Provided information

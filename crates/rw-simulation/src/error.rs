use rw_core::{CoreError, EntityId};

/// Alias for `Result<T, SimError>`.
pub type SimResult<T> = Result<T, SimError>;

/// Errors raised while running a simulation.
#[derive(Debug, thiserror::Error)]
pub enum SimError {
    /// The entity is not registered in the simulated world.
    #[error("entity not found in simulation: {0}")]
    EntityNotFound(EntityId),

    /// A script named a behavior the engine does not know.
    #[error("no behavior registered under \"{0}\"")]
    BehaviorNotFound(String),

    /// A path search target could not be resolved or lies in another area.
    #[error("invalid path target: {0}")]
    InvalidTarget(String),

    /// A script value has a shape the engine cannot run or save.
    #[error("invalid script: {0}")]
    InvalidScript(String),

    /// A script was run with no arguments at all.
    #[error("script has no arguments")]
    EmptyScript,

    /// An error from the world model.
    #[error(transparent)]
    Core(#[from] CoreError),

    /// A snapshot could not be serialized or parsed.
    #[error("snapshot error: {0}")]
    Snapshot(#[from] serde_json::Error),
}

What to produce
In your reply, write out all of the material exactly as it was given.

Written solution
filename crates/rw-simulation/src/error.rs
use rw_core::{CoreError, EntityId};

/// Alias for `Result<T, SimError>`.
pub type SimResult<T> = Result<T, SimError>;

/// Errors raised while running a simulation.
#[derive(Debug, thiserror::Error)]
pub enum SimError {
    /// The entity is not registered in the simulated world.
    #[error("entity not found in simulation: {0}")]
    EntityNotFound(EntityId),

    /// A script named a behavior the engine does not know.
    #[error("no behavior registered under \"{0}\"")]
    BehaviorNotFound(String),

    /// A path search target could not be resolved or lies in another area.
    #[error("invalid path target: {0}")]
    InvalidTarget(String),

    /// A script value has a shape the engine cannot run or save.
    #[error("invalid script: {0}")]
    InvalidScript(String),

    /// A script was run with no arguments at all.
    #[error("script has no arguments")]
    EmptyScript,

    /// An error from the world model.
    #[error(transparent)]
    Core(#[from] CoreError),

    /// A snapshot could not be serialized or parsed.
    #[error("snapshot error: {0}")]
    Snapshot(#[from] serde_json::Error),
}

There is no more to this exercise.